## WORK ORDER
Would you set down all of the entries below exactly as they stand?

## EXERCISE DATA
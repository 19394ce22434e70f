use std::time::{Duration, Instant};

use serde::{Deserialize, Serialize};
use tracing::{info, instrument};

use crate::config::Config;
use crate::error::BaselineError;
use crate::llm::{DynGenerator, invoke_bounded};
use crate::retry::RetryPolicy;
use crate::workflow::round_secs;

const BASELINE_SYSTEM_PROMPT: &str =
    "You are a helpful AI assistant. Answer the question comprehensively.";

#[derive(Debug, Clone, Serialize, Deserialize)]
pub struct BaselineResult {
    pub query: String,
    pub response: String,
    /// Wall time in seconds, two decimals.
    pub time_taken: f64,
}

/// One direct generation call per query: no history, no critique loop.
pub struct SingleAgentBaseline {
    generator: DynGenerator,
    timeout: Duration,
    retry: RetryPolicy,
}

impl SingleAgentBaseline {
    pub fn new(generator: DynGenerator, timeout: Duration, retry: RetryPolicy) -> Self {
        Self {
            generator,
            timeout,
            retry,
        }
    }

    pub fn from_config(config: &Config, generator: DynGenerator) -> Self {
        Self::new(
            generator,
            config.llm.timeout(),
            RetryPolicy::from_config(&config.retry),
        )
    }

    #[instrument(name = "baseline.run", skip_all)]
    pub async fn run(&self, query: &str) -> Result<BaselineResult, BaselineError> {
        let started = Instant::now();
        let response = self
            .retry
            .run("baseline", || {
                invoke_bounded(
                    self.generator.as_ref(),
                    "baseline",
                    BASELINE_SYSTEM_PROMPT,
                    query,
                    self.timeout,
                )
            })
            .await?;

        let time_taken = round_secs(started.elapsed().as_secs_f64());
        info!(chars = response.len(), time_taken, "baseline completed");
        Ok(BaselineResult {
            query: query.to_string(),
            response,
            time_taken,
        })
    }
}

#[cfg(test)]
mod tests {
    use super::*;
    use crate::error::GenerationError;
    use crate::llm::ScriptedGenerator;
    use std::sync::Arc;

    #[tokio::test]
    async fn single_call_with_fixed_prompt() {
        let generator =
            Arc::new(ScriptedGenerator::new("m").with_replies(["Supervised uses labels."]));
        let baseline =
            SingleAgentBaseline::new(generator.clone(), Duration::from_secs(5), RetryPolicy::none());

        let result = baseline.run("Explain supervised learning").await.unwrap();
        assert_eq!(result.query, "Explain supervised learning");
        assert_eq!(result.response, "Supervised uses labels.");
        assert!(result.time_taken >= 0.0);

        let calls = generator.calls();
        assert_eq!(calls.len(), 1);
        assert_eq!(calls[0].system_prompt, BASELINE_SYSTEM_PROMPT);
        assert_eq!(calls[0].user_prompt, "Explain supervised learning");
    }

    #[tokio::test]
    async fn failure_is_classified() {
        let generator = Arc::new(
            ScriptedGenerator::new("m")
                .with_error(GenerationError::InvalidResponse("empty choices".into())),
        );
        let baseline =
            SingleAgentBaseline::new(generator, Duration::from_secs(5), RetryPolicy::default());

        let err = baseline.run("q").await.unwrap_err();
        assert!(matches!(err.0, GenerationError::InvalidResponse(_)));
    }
}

## RESPONSE TO THIS TASK
repository 19394ce22434e70f
use std::time::{Duration, Instant};

use serde::{Deserialize, Serialize};
use tracing::{info, instrument};

use crate::config::Config;
use crate::error::BaselineError;
use crate::llm::{DynGenerator, invoke_bounded};
use crate::retry::RetryPolicy;
use crate::workflow::round_secs;

const BASELINE_SYSTEM_PROMPT: &str =
    "You are a helpful AI assistant. Answer the question comprehensively.";

#[derive(Debug, Clone, Serialize, Deserialize)]
pub struct BaselineResult {
    pub query: String,
    pub response: String,
    /// Wall time in seconds, two decimals.
    pub time_taken: f64,
}

/// One direct generation call per query: no history, no critique loop.
pub struct SingleAgentBaseline {
    generator: DynGenerator,
    timeout: Duration,
    retry: RetryPolicy,
}

impl SingleAgentBaseline {
    pub fn new(generator: DynGenerator, timeout: Duration, retry: RetryPolicy) -> Self {
        Self {
            generator,
            timeout,
            retry,
        }
    }

    pub fn from_config(config: &Config, generator: DynGenerator) -> Self {
        Self::new(
            generator,
            config.llm.timeout(),
            RetryPolicy::from_config(&config.retry),
        )
    }

    #[instrument(name = "baseline.run", skip_all)]
    pub async fn run(&self, query: &str) -> Result<BaselineResult, BaselineError> {
        let started = Instant::now();
        let response = self
            .retry
            .run("baseline", || {
                invoke_bounded(
                    self.generator.as_ref(),
                    "baseline",
                    BASELINE_SYSTEM_PROMPT,
                    query,
                    self.timeout,
                )
            })
            .await?;

        let time_taken = round_secs(started.elapsed().as_secs_f64());
        info!(chars = response.len(), time_taken, "baseline completed");
        Ok(BaselineResult {
            query: query.to_string(),
            response,
            time_taken,
        })
    }
}

#[cfg(test)]
mod tests {
    use super::*;
    use crate::error::GenerationError;
    use crate::llm::ScriptedGenerator;
    use std::sync::Arc;

    #[tokio::test]
    async fn single_call_with_fixed_prompt() {
        let generator =
            Arc::new(ScriptedGenerator::new("m").with_replies(["Supervised uses labels."]));
        let baseline =
            SingleAgentBaseline::new(generator.clone(), Duration::from_secs(5), RetryPolicy::none());

        let result = baseline.run("Explain supervised learning").await.unwrap();
        assert_eq!(result.query, "Explain supervised learning");
        assert_eq!(result.response, "Supervised uses labels.");
        assert!(result.time_taken >= 0.0);

        let calls = generator.calls();
        assert_eq!(calls.len(), 1);
        assert_eq!(calls[0].system_prompt, BASELINE_SYSTEM_PROMPT);
        assert_eq!(calls[0].user_prompt, "Explain supervised learning");
    }

    #[tokio::test]
    async fn failure_is_classified() {
        let generator = Arc::new(
            ScriptedGenerator::new("m")
                .with_error(GenerationError::InvalidResponse("empty choices".into())),
        );
        let baseline =
            SingleAgentBaseline::new(generator, Duration::from_secs(5), RetryPolicy::default());

        let err = baseline.run("q").await.unwrap_err();
        assert!(matches!(err.0, GenerationError::InvalidResponse(_)));
    }
}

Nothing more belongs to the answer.